[Data records]

Start of Block

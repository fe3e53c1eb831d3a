//! Collection-specific document shapes and their mapping onto [`SearchResult`].

#[cfg(test)]
mod tests;

use serde::{Deserialize, Serialize};
use tracing::warn;

use super::{Locator, SearchResult, SourceLabel};
use crate::database::RawCandidate;
use crate::dates::DateKey;

/// A Big Book page chunk
#[derive(Debug, Clone, Default, PartialEq, Serialize, Deserialize)]
#[serde(default)]
pub struct BigBookDocument {
    #[serde(alias = "chunkId")]
    pub chunk_id: Option<String>,
    #[serde(alias = "pageId")]
    pub page_id: Option<String>,
    #[serde(alias = "pageNumber")]
    pub page_number: Option<u32>,
    #[serde(alias = "chapterTitle")]
    pub chapter_title: Option<String>,
    pub text: Option<String>,
}

/// One Daily Reflection entry
#[derive(Debug, Clone, Default, PartialEq, Serialize, Deserialize)]
#[serde(default)]
pub struct ReflectionDocument {
    pub title: Option<String>,
    pub quote: Option<String>,
    pub comment: Option<String>,
    /// Printed source of the quote
    pub reference: Option<String>,
    pub month: Option<u32>,
    pub day: Option<u32>,
    #[serde(alias = "dateKey")]
    pub date_key: Option<String>,
}

impl ReflectionDocument {
    /// Calendar key from `date_key`, falling back to `month` and `day`
    #[inline]
    pub fn key(&self) -> Option<DateKey> {
        self.date_key
            .as_deref()
            .and_then(|key| key.parse().ok())
            .or_else(|| DateKey::new(self.month?, self.day?).ok())
    }

    #[inline]
    pub fn title(&self) -> &str {
        self.title.as_deref().unwrap_or_default()
    }

    #[inline]
    pub fn quote(&self) -> &str {
        self.quote.as_deref().unwrap_or_default()
    }

    #[inline]
    pub fn comment(&self) -> &str {
        self.comment.as_deref().unwrap_or_default()
    }

    /// Searchable text: title, quote and comment separated by blank lines
    #[inline]
    pub fn combined_text(&self) -> String {
        format!("{}\n\n{}\n\n{}", self.title(), self.quote(), self.comment())
    }
}

#[derive(Debug, Clone, PartialEq)]
pub enum SourceDocument {
    BigBook(BigBookDocument),
    Reflection(ReflectionDocument),
}

impl SourceDocument {
    #[inline]
    pub fn decode(source: SourceLabel, value: serde_json::Value) -> serde_json::Result<Self> {
        match source {
            SourceLabel::BigBook => serde_json::from_value(value).map(Self::BigBook),
            SourceLabel::DailyReflection => serde_json::from_value(value).map(Self::Reflection),
        }
    }

    #[inline]
    pub fn source(&self) -> SourceLabel {
        match self {
            Self::BigBook(_) => SourceLabel::BigBook,
            Self::Reflection(_) => SourceLabel::DailyReflection,
        }
    }

    #[inline]
    pub fn into_result(self, score: f32) -> SearchResult {
        match self {
            Self::BigBook(doc) => {
                let (reference, url) = match doc.page_number {
                    Some(page) => (
                        format!("Big Book, Page {page}"),
                        Some(format!("/big-book/page/{page}")),
                    ),
                    None => ("Big Book".to_string(), None),
                };
                SearchResult {
                    text: doc.text.unwrap_or_default(),
                    score,
                    source: SourceLabel::BigBook,
                    reference,
                    locator: doc.page_number.map(Locator::Page),
                    url,
                    chunk_id: doc.chunk_id,
                    chapter_title: doc.chapter_title,
                }
            }
            Self::Reflection(doc) => {
                let key = doc.key();
                let reference = match key {
                    Some(key) => {
                        format!("Daily Reflection, {} - {}", key.display_name(), doc.title())
                    }
                    None => format!("Daily Reflection - {}", doc.title()),
                };
                SearchResult {
                    text: doc.combined_text(),
                    score,
                    source: SourceLabel::DailyReflection,
                    reference,
                    locator: key.map(Locator::Date),
                    url: key.map(|key| format!("/{key}")),
                    chunk_id: None,
                    chapter_title: None,
                }
            }
        }
    }
}

/// Shape one raw candidate, or drop it when it has no usable score or cannot be decoded
#[inline]
pub fn normalize_candidate(source: SourceLabel, candidate: RawCandidate) -> Option<SearchResult> {
    let score = candidate.score.filter(|s| s.is_finite())?;
    match SourceDocument::decode(source, candidate.document) {
        Ok(document) => Some(document.into_result(score)),
        Err(e) => {
            warn!("Skipping malformed {} document: {}", source, e);
            None
        }
    }
}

End of Block

Filter the records above and return every line that holds the word "comment".

    pub comment: Option<String>,
    pub fn comment(&self) -> &str {
        self.comment.as_deref().unwrap_or_default()
    /// Searchable text: title, quote and comment separated by blank lines
        format!("{}\n\n{}\n\n{}", self.title(), self.quote(), self.comment())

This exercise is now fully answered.